A New Wearable System for Personal Air Pollution Exposure Estimation: Pilot Observational Study.

BACKGROUND

Air pollution is a major environmental cause of premature deaths, responsible for around 7 million deaths annually. In this context, personal air pollution exposure (PAPE), the product of pollutant concentration and minute ventilation (V'm), is a crucial measure for understanding individual health risks. Standard exposure techniques do not address the space-time variability of air pollution, both indoor and outdoor, and the intra- and intersubject variability in V'm.

OBJECTIVE

This study evaluates the feasibility of using a wearable body sensor network (BSN) to estimate PAPE in real-life settings, assess its capability to detect spatiotemporal variations in pollution levels, and compare inhaled dose estimates from the BSN with those from fixed monitoring stations and standard V'm values. The study also examines the system's usability.

METHODS

The system, a BSN capturing physiological (pulse rate [PR] and respiratory rate [RR]) and environmental data, including health-affecting pollutants (particulate matter [PM] 1, PM2.5, PM10, CO2, CO, total volatile organic compounds, and NO2), was tested in a 4.5 km walk in Milan by 20 healthy volunteers. PR and RR collected by the system were used, together with biometric data and forced vital capacity estimations, in a model for V'm estimation to compute PAPE. Pollution levels were compared between morning and afternoon measurements, as well as between indoor and outdoor settings.

RESULTS

Variations in RR were found among volunteers and at different locations for the same participant.
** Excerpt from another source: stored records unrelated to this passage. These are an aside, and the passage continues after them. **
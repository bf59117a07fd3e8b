//! Persistent HNSW vector index with type-aware filtering
//!
//! Cosine similarity over fixed-length f32 vectors, backed by `hnsw_rs`.
//! Vectors do not need to be pre-normalised; the distance functor handles
//! magnitude. Reads run concurrently; writes take the exclusive side of
//! the locks.
//!
//! # Deletion
//!
//! HNSW does not support removing points from the navigation graph. Remove
//! only drops the record's metadata and side-index entries and tombstones
//! the internal id; searches filter tombstoned ids out of the candidate
//! list. The graph point itself stays until the index is rebuilt.

use super::sidecar::{
    MetadataEntry, Sidecar, SidecarStats, UriIdEntry, VectorEntry, SIDECAR_VERSION,
};
use crate::error::{EngineError, EngineResult};
use crate::graph::{NodeKind, Uri};
use chrono::{DateTime, Utc};
use hnsw_rs::hnswio::HnswIo;
use hnsw_rs::prelude::*;
use serde::{Deserialize, Serialize};
use std::collections::{BTreeSet, HashMap, HashSet};
use std::fs::File;
use std::io::{BufReader, BufWriter};
use std::path::Path;
use std::sync::atomic::{AtomicU64, Ordering};
use std::sync::RwLock;
use std::time::Instant;
use tracing::{debug, info, warn};

/// Construction parameters; the dimension is immutable once built
#[derive(Debug, Clone, PartialEq, Eq, Serialize, Deserialize)]
#[serde(rename_all = "camelCase")]
pub struct VectorIndexOptions {
    pub dimension: usize,
    pub max_elements: usize,
    /// Graph connectivity (M)
    pub m: usize,
    /// Build-time candidate list size
    pub ef_construction: usize,
    /// Query-time candidate list size
    pub ef_search: usize,
    /// Recorded for format fidelity; the backend assigns layers internally
    pub seed: u64,
}

impl Default for VectorIndexOptions {
    fn default() -> Self {
        Self {
            dimension: 768,
            max_elements: 10_000,
            m: 16,
            ef_construction: 200,
            ef_search: 100,
            seed: 42,
        }
    }
}

/// A record to insert in a batch
#[derive(Debug, Clone)]
pub struct VectorRecord {
    pub uri: Uri,
    pub vector: Vec<f32>,
    pub kind: NodeKind,
    pub content: Option<String>,
}

/// Query-time options
#[derive(Debug, Clone, Default)]
pub struct VectorSearchOptions {
    /// Keep only records with this type tag
    pub kind: Option<NodeKind>,
    /// Keep only hits with at least this similarity
    pub threshold: Option<f32>,
}

/// One search hit, in decreasing similarity order
#[derive(Debug, Clone, Serialize)]
pub struct VectorHit {
    pub uri: Uri,
    pub kind: NodeKind,
    pub content: Option<String>,
    /// `1 − cosine_distance`
    pub similarity: f32,
}

/// Aggregate index statistics
#[derive(Debug, Clone, Serialize)]
pub struct IndexStats {
    pub total_nodes: usize,
    pub per_kind: HashMap<NodeKind, usize>,
    pub last_index_time: Option<DateTime<Utc>>,
    pub search_count: u64,
    pub avg_search_time_micros: u64,
}

/// Mutable bookkeeping guarded by one writer lock
struct IndexState {
    next_id: usize,
    uri_to_id: HashMap<Uri, usize>,
    id_to_uri: HashMap<usize, Uri>,
    metadata: HashMap<usize, MetadataEntry>,
    kind_index: HashMap<NodeKind, BTreeSet<usize>>,
    vectors: HashMap<usize, Vec<f32>>,
    tombstones: HashSet<usize>,
    last_index_time: Option<DateTime<Utc>>,
}
//! K-core decomposition by iterative peeling

use crate::cancel::CancelToken;
use crate::error::EngineResult;
use crate::graph::{Graph, Uri};
use std::collections::HashMap;

/// Result of a k-core decomposition
#[derive(Debug, Clone, Default, serde::Serialize)]
pub struct KCoreResult {
    /// Core number per node
    pub core_numbers: HashMap<Uri, usize>,
    /// Largest core number in the graph
    pub max_core: usize,
}

impl KCoreResult {
    /// Nodes whose core number is at least `k` (the k-core membership).
    pub fn core_members(&self, k: usize) -> Vec<&Uri> {
        let mut members: Vec<&Uri> = self
            .core_numbers
            .iter()
            .filter(|(_, &c)| c >= k)
            .map(|(uri, _)| uri)
            .collect();
        members.sort();
        members
    }
}

/// Decompose a graph into k-cores.
///
/// Iterative peeling over the mirrored adjacency: at each round the minimum
/// remaining degree raises the current k, and every node at or below k is
/// removed with that core number, decrementing its surviving neighbours.
/// Empty graphs yield an empty result. The token is checked between rounds.
pub fn kcore_decomposition(graph: &Graph, cancel: &CancelToken) -> EngineResult<KCoreResult> {
    let n = graph.node_count();
    if n == 0 {
        return Ok(KCoreResult::default());
    }

    let adjacency: Vec<Vec<usize>> = (0..n)
        .map(|i| graph.symmetric_neighbours(i).into_iter().collect())
        .collect();
    let mut degree: Vec<usize> = adjacency.iter().map(|a| a.len()).collect();
    let mut removed = vec![false; n];
    let mut core = vec![0usize; n];
    let mut remaining = n;
    let mut k = 0usize;

    while remaining > 0 {
        cancel.checkpoint()?;

        let min_degree = (0..n)
            .filter(|&i| !removed[i])
            .map(|i| degree[i])
            .min()
            .unwrap_or(0);
        if min_degree > k {
            k = min_degree;
        }

        // Peel everything at or below k, cascading in index order.
        let mut queue: Vec<usize> = (0..n)
            .filter(|&i| !removed[i] && degree[i] <= k)
            .collect();
        while let Some(i) = queue.pop() {
            if removed[i] {
                continue;
            }
            removed[i] = true;
            core[i] = k;
            remaining -= 1;
            for &j in &adjacency[i] {
                if !removed[j] {
                    degree[j] = degree[j].saturating_sub(1);
                    if degree[j] <= k {
                        queue.push(j);
                    }
                }
            }
        }
    }

    let core_numbers: HashMap<Uri, usize> = core
        .iter()
        .enumerate()
        .map(|(i, &c)| (graph.node(i).uri.clone(), c))
        .collect();
    let max_core = core.iter().copied().max().unwrap_or(0);

    Ok(KCoreResult {
        core_numbers,
        max_core,
    })
}

#[cfg(test)]
mod tests {
    use super::*;
    use crate::graph::{GraphNode, NodeKind};

    fn entity_graph(nodes: &[&str], edges: &[(&str, &str)]) -> Graph {
        let mut graph = Graph::new(false);
        for uri in nodes {
            graph.add_node(GraphNode::new(*uri, NodeKind::Entity));
        }
        for (s, t) in edges {
            graph.add_edge(&Uri::from(*s), &Uri::from(*t), 1.0, None);
        }
        graph
    }

    #[test]
    fn complete_graph_on_four_nodes() {
        let graph = entity_graph(
            &["a", "b", "c", "d"],
            &[("a", "b"), ("a", "c"), ("a", "d"), ("b", "c"), ("b", "d"), ("c", "d")],
        );
        let result = kcore_decomposition(&graph, &CancelToken::new()).unwrap();
        assert_eq!(result.max_core, 3);
        for uri in ["a", "b", "c", "d"] {
            assert_eq!(result.core_numbers[&Uri::from(uri)], 3);
        }
    }

    #[test]
    fn removing_one_edge_drops_two_nodes_to_core_two() {
        // K4 minus the (c,d) edge: a and b keep degree 3, c and d fall to 2
        let graph = entity_graph(
            &["a", "b", "c", "d"],
            &[("a", "b"), ("a", "c"), ("a", "d"), ("b", "c"), ("b", "d")],
        );
        let result = kcore_decomposition(&graph, &CancelToken::new()).unwrap();
        assert_eq!(result.core_numbers[&Uri::from("a")], 2);
        assert_eq!(result.core_numbers[&Uri::from("b")], 2);
        assert_eq!(result.core_numbers[&Uri::from("c")], 2);
        assert_eq!(result.core_numbers[&Uri::from("d")], 2);
        assert_eq!(result.max_core, 2);
    }

    #[test]
    fn core_membership_has_min_degree_k() {
        // Triangle with a pendant node: triangle is the 2-core
        let graph = entity_graph(
            &["a", "b", "c", "tail"],
            &[("a", "b"), ("b", "c"), ("c", "a"), ("a", "tail")],
        );
        let result = kcore_decomposition(&graph, &CancelToken::new()).unwrap();
        let members = result.core_members(2);
        assert_eq!(members.len(), 3);
        assert!(!members.contains(&&Uri::from("tail")));
        // Every member must have >= 2 neighbours inside the member set
        for uri in &members {
            let inside = graph
                .neighbours(uri)
                .filter(|n| members.contains(&n))
                .count();
            assert!(inside >= 2);
        }
    }

    #[test]
    fn single_node_gets_core_zero() {
        let graph = entity_graph(&["lonely"], &[]);
        let result = kcore_decomposition(&graph, &CancelToken::new()).unwrap();
        assert_eq!(result.core_numbers[&Uri::from("lonely")], 0);
        assert_eq!(result.max_core, 0);
    }

    #[test]
    fn empty_graph_yields_empty_result() {
        let graph = Graph::new(false);
        let result = kcore_decomposition(&graph, &CancelToken::new()).unwrap();
        assert!(result.core_numbers.is_empty());
        assert_eq!(result.max_core, 0);
    }

    #[test]
    fn cancellation_aborts_between_rounds() {
        let graph = entity_graph(&["a", "b"], &[("a", "b")]);
        let token = CancelToken::new();
        token.cancel();
        assert!(kcore_decomposition(&graph, &token).is_err());
    }
}
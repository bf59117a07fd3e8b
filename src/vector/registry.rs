//! Shared vector indices keyed by path
//!
//! One index per on-disk location, shared by whoever holds the registry.
//! The registry itself is an explicitly-constructed value owned by the
//! application; the engine has no process-global state.

use super::index::{VectorIndex, VectorIndexOptions};
use crate::error::EngineResult;
use dashmap::DashMap;
use std::path::{Path, PathBuf};
use std::sync::Arc;

/// Registry of open vector indices
#[derive(Debug, Default)]
pub struct IndexRegistry {
    indices: DashMap<PathBuf, Arc<VectorIndex>>,
}

impl IndexRegistry {
    pub fn new() -> Self {
        Self {
            indices: DashMap::new(),
        }
    }

    /// Open the index at `index_path`, loading it from disk when a sidecar
    /// already exists, creating it fresh otherwise. Subsequent opens of
    /// the same path return the same shared index.
    pub fn open(
        &self,
        index_path: &Path,
        sidecar_path: &Path,
        options: VectorIndexOptions,
    ) -> EngineResult<Arc<VectorIndex>> {
        if let Some(existing) = self.indices.get(index_path) {
            return Ok(existing.clone());
        }

        let index = if sidecar_path.exists() {
            VectorIndex::load(index_path, sidecar_path)?
        } else {
            VectorIndex::new(options)?
        };
        let index = Arc::new(index);
        self.indices.insert(index_path.to_path_buf(), index.clone());
        Ok(index)
    }

    /// Already-open index for a path, if any.
    pub fn get(&self, index_path: &Path) -> Option<Arc<VectorIndex>> {
        self.indices.get(index_path).map(|r| r.clone())
    }

    pub fn len(&self) -> usize {
        self.indices.len()
    }

    pub fn is_empty(&self) -> bool {
        self.indices.is_empty()
    }
}
//! Shared helpers for integration scenarios
#![allow(dead_code)]

use ragno::graph::{Graph, GraphNode, NodeKind, Uri};
use ragno::rdf::{vocab, Triple};

/// Type declaration triple for an Entity node
pub fn entity(uri: &str) -> Triple {
    Triple::new(uri, vocab::RDF_TYPE, "http://purl.org/stuff/ragno/Entity")
}

/// `rdfs:label` triple
pub fn label(uri: &str, text: &str) -> Triple {
    Triple::new(uri, vocab::RDFS_LABEL, text)
}

/// Reified relationship triples with a weight
pub fn relationship(rel: &str, source: &str, target: &str, weight: f64) -> Vec<Triple> {
    vec![
        Triple::new(rel, vocab::HAS_SOURCE_ENTITY, source),
        Triple::new(rel, vocab::HAS_TARGET_ENTITY, target),
        Triple::new(rel, vocab::HAS_WEIGHT, weight.to_string()),
    ]
}

/// Build a graph holding a clique over `names`, all of one kind.
pub fn add_clique(graph: &mut Graph, names: &[&str], kind: NodeKind) {
    for name in names {
        graph.add_node(GraphNode::new(*name, kind));
    }
    for (i, a) in names.iter().enumerate() {
        for b in &names[i + 1..] {
            graph.add_edge(&Uri::from(*a), &Uri::from(*b), 1.0, None);
        }
    }
}
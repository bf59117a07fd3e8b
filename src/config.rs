//! Typed engine configuration
//!
//! The orchestrator and its collaborators are built from these structs;
//! there is no process-global configuration. Fusion weights are required:
//! a document that omits one fails at load, it never defaults silently.

use crate::analytics::LeidenConfig;
use crate::error::{EngineError, EngineResult};
use crate::graph::NodeKind;
use crate::ppr::PprOptions;
use crate::vector::VectorIndexOptions;
use serde::{Deserialize, Serialize};

/// Per-source weights applied during fusion. All three are required.
#[derive(Debug, Clone, Serialize, Deserialize)]
pub struct FusionWeights {
    pub exact: f64,
    pub vector: f64,
    pub ppr: f64,
}

impl FusionWeights {
    /// Equal weighting across sources
    pub fn uniform() -> Self {
        Self {
            exact: 1.0,
            vector: 1.0,
            ppr: 1.0,
        }
    }

    fn validate(&self) -> EngineResult<()> {
        for (name, value) in [
            ("exact", self.exact),
            ("vector", self.vector),
            ("ppr", self.ppr),
        ] {
            if !value.is_finite() || value <= 0.0 {
                return Err(EngineError::InvalidInput(format!(
                    "fusion weight '{}' must be a positive finite number, got {}",
                    name, value
                )));
            }
        }
        Ok(())
    }
}

/// Dual-search orchestrator settings
#[derive(Debug, Clone, Serialize, Deserialize)]
pub struct SearchConfig {
    /// Required fusion weights
    pub weights: FusionWeights,
    /// Entity cap for query processing
    #[serde(default = "default_max_query_entities")]
    pub max_query_entities: usize,
    /// Minimum similarity kept from the vector source
    #[serde(default = "default_similarity_threshold")]
    pub similarity_threshold: f32,
    /// Results requested per type from the vector index
    #[serde(default = "default_vector_k")]
    pub vector_k: usize,
    /// Type tags searched in the vector index
    #[serde(default = "default_vector_kinds")]
    pub vector_kinds: Vec<NodeKind>,
    /// Type tags matched by the exact label lookup
    #[serde(default = "default_exact_kinds")]
    pub exact_kinds: Vec<NodeKind>,
    /// Add naive singular/plural variants of extracted entities
    #[serde(default = "default_expand_terms")]
    pub expand_terms: bool,
    /// Response-cache capacity (entries)
    #[serde(default = "default_cache_capacity")]
    pub cache_capacity: usize,
    /// Response-cache entry lifetime
    #[serde(default = "default_cache_ttl_secs")]
    pub cache_ttl_secs: u64,
    /// Deadline applied to each external port call
    #[serde(default = "default_port_deadline_ms")]
    pub port_deadline_ms: u64,
    /// Overall budget for one query; port calls get the smaller of this
    /// budget's remainder and the per-port deadline
    #[serde(default = "default_query_deadline_ms")]
    pub query_deadline_ms: u64,
}

fn default_max_query_entities() -> usize {
    5
}
fn default_similarity_threshold() -> f32 {
    0.7
}
fn default_vector_k() -> usize {
    10
}
fn default_vector_kinds() -> Vec<NodeKind> {
    vec![
        NodeKind::Entity,
        NodeKind::Unit,
        NodeKind::Attribute,
        NodeKind::TextElement,
    ]
}
fn default_exact_kinds() -> Vec<NodeKind> {
    vec![NodeKind::Entity, NodeKind::Attribute]
}
fn default_expand_terms() -> bool {
    true
}
fn default_cache_capacity() -> usize {
    256
}
fn default_cache_ttl_secs() -> u64 {
    300
}
fn default_port_deadline_ms() -> u64 {
    10_000
}
fn default_query_deadline_ms() -> u64 {
    30_000
}

impl SearchConfig {
    /// Search config with the given weights and defaults elsewhere.
    pub fn with_weights(weights: FusionWeights) -> Self {
        Self {
            weights,
            max_query_entities: default_max_query_entities(),
            similarity_threshold: default_similarity_threshold(),
            vector_k: default_vector_k(),
            vector_kinds: default_vector_kinds(),
            exact_kinds: default_exact_kinds(),
            expand_terms: default_expand_terms(),
            cache_capacity: default_cache_capacity(),
            cache_ttl_secs: default_cache_ttl_secs(),
            port_deadline_ms: default_port_deadline_ms(),
            query_deadline_ms: default_query_deadline_ms(),
        }
    }

    pub(crate) fn validate(&self) -> EngineResult<()> {
        self.weights.validate()?;
        if self.max_query_entities == 0 {
            return Err(EngineError::InvalidInput(
                "max_query_entities must be at least 1".to_string(),
            ));
        }
        if !(0.0..=1.0).contains(&self.similarity_threshold) {
            return Err(EngineError::InvalidInput(format!(
                "similarity_threshold must be in [0, 1], got {}",
                self.similarity_threshold
            )));
        }
        if self.vector_kinds.is_empty() || self.exact_kinds.is_empty() {
            return Err(EngineError::InvalidInput(
                "vector_kinds and exact_kinds must not be empty".to_string(),
            ));
        }
        Ok(())
    }
}

/// Top-level engine configuration document
#[derive(Debug, Clone, Serialize, Deserialize)]
pub struct EngineConfig {
    pub search: SearchConfig,
    #[serde(default)]
    pub vector: VectorIndexOptions,
    #[serde(default)]
    pub ppr: PprOptions,
    #[serde(default)]
    pub leiden: LeidenConfig,
}

impl EngineConfig {
    /// Parse and validate a YAML configuration document.
    pub fn from_yaml_str(text: &str) -> EngineResult<Self> {
        let config: EngineConfig = serde_yaml::from_str(text)
            .map_err(|e| EngineError::InvalidInput(format!("config parse failed: {}", e)))?;
        config.validate()?;
        Ok(config)
    }

    /// Validate ranges that serde cannot express.
    pub fn validate(&self) -> EngineResult<()> {
        self.search.validate()?;
        if self.vector.dimension == 0 {
            return Err(EngineError::InvalidInput(
                "vector dimension must be non-zero".to_string(),
            ));
        }
        if self.vector.max_elements == 0 {
            return Err(EngineError::InvalidInput(
                "vector max_elements must be non-zero".to_string(),
            ));
        }
        if !(self.ppr.alpha > 0.0 && self.ppr.alpha < 1.0) {
            return Err(EngineError::InvalidInput(format!(
                "ppr alpha must be in (0, 1), got {}",
                self.ppr.alpha
            )));
        }
        if self.leiden.resolution <= 0.0 {
            return Err(EngineError::InvalidInput(format!(
                "leiden resolution must be positive, got {}",
                self.leiden.resolution
            )));
        }
        Ok(())
    }
}
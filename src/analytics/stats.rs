//! Aggregate structural statistics for a graph

use crate::graph::{Graph, NodeKind};
use std::collections::HashMap;

/// Structural summary of a graph
#[derive(Debug, Clone, Default, serde::Serialize)]
pub struct GraphStats {
    pub node_count: usize,
    pub edge_count: usize,
    /// Node counts per primary type tag
    pub kind_counts: HashMap<NodeKind, usize>,
    /// Edges over possible directed pairs
    pub density: f64,
    pub min_degree: usize,
    pub max_degree: usize,
    pub mean_degree: f64,
    /// Nodes with no neighbours in either direction
    pub isolated_count: usize,
    pub total_edge_weight: f64,
}

/// Compute aggregate statistics; empty graphs yield zeroed stats.
pub fn graph_stats(graph: &Graph) -> GraphStats {
    let n = graph.node_count();
    if n == 0 {
        return GraphStats::default();
    }

    let mut kind_counts: HashMap<NodeKind, usize> = HashMap::new();
    for node in graph.nodes() {
        *kind_counts.entry(node.kind).or_insert(0) += 1;
    }

    let degrees: Vec<usize> = (0..n).map(|i| graph.symmetric_neighbours(i).len()).collect();
    let isolated_count = degrees.iter().filter(|&&d| d == 0).count();
    let degree_sum: usize = degrees.iter().sum();

    let density = if n > 1 {
        graph.edge_count() as f64 / (n * (n - 1)) as f64
    } else {
        0.0
    };

    GraphStats {
        node_count: n,
        edge_count: graph.edge_count(),
        kind_counts,
        density,
        min_degree: degrees.iter().copied().min().unwrap_or(0),
        max_degree: degrees.iter().copied().max().unwrap_or(0),
        mean_degree: degree_sum as f64 / n as f64,
        isolated_count,
        total_edge_weight: graph.total_edge_weight(),
    }
}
Significant differences (P<.001) in pollutant concentrations were observed between morning and afternoon for CO2 (higher in the morning) and PM (higher in the afternoon). Spatial variability along the walking path was also detected, highlighting the system's high spatiotemporal resolution. Indoor environments showed high variability in CO2 and total volatile organic compounds, while outdoor settings exhibited elevated and variable PM levels. The mean PAPE to PM2.5 estimated with tabulated V'm and fixed station data was 13.31 (SD 4.16) μg while the one estimated with the BSN was 16.27 (SD 9.78) μg, 2.96 μg higher (22.3%; 95% CI -6.55 to 0.63; P=.05) than the former one, and with a broader IQR. Nevertheless, the 2 estimation methods show a good and strongly significant correlation (r=0.665; P<.001). The system's usability was generally rated as good.

CONCLUSIONS

The BSN provides high-resolution spatiotemporal data on personal exposure, capturing differences in pollution levels dependent on time, location, and surrounding environment, along with individual physiological variations. It offers a more accurate estimation of inhaled dose in real-life settings, supporting personalized exposure assessments and potential applications in activity planning and complementing epidemiological research.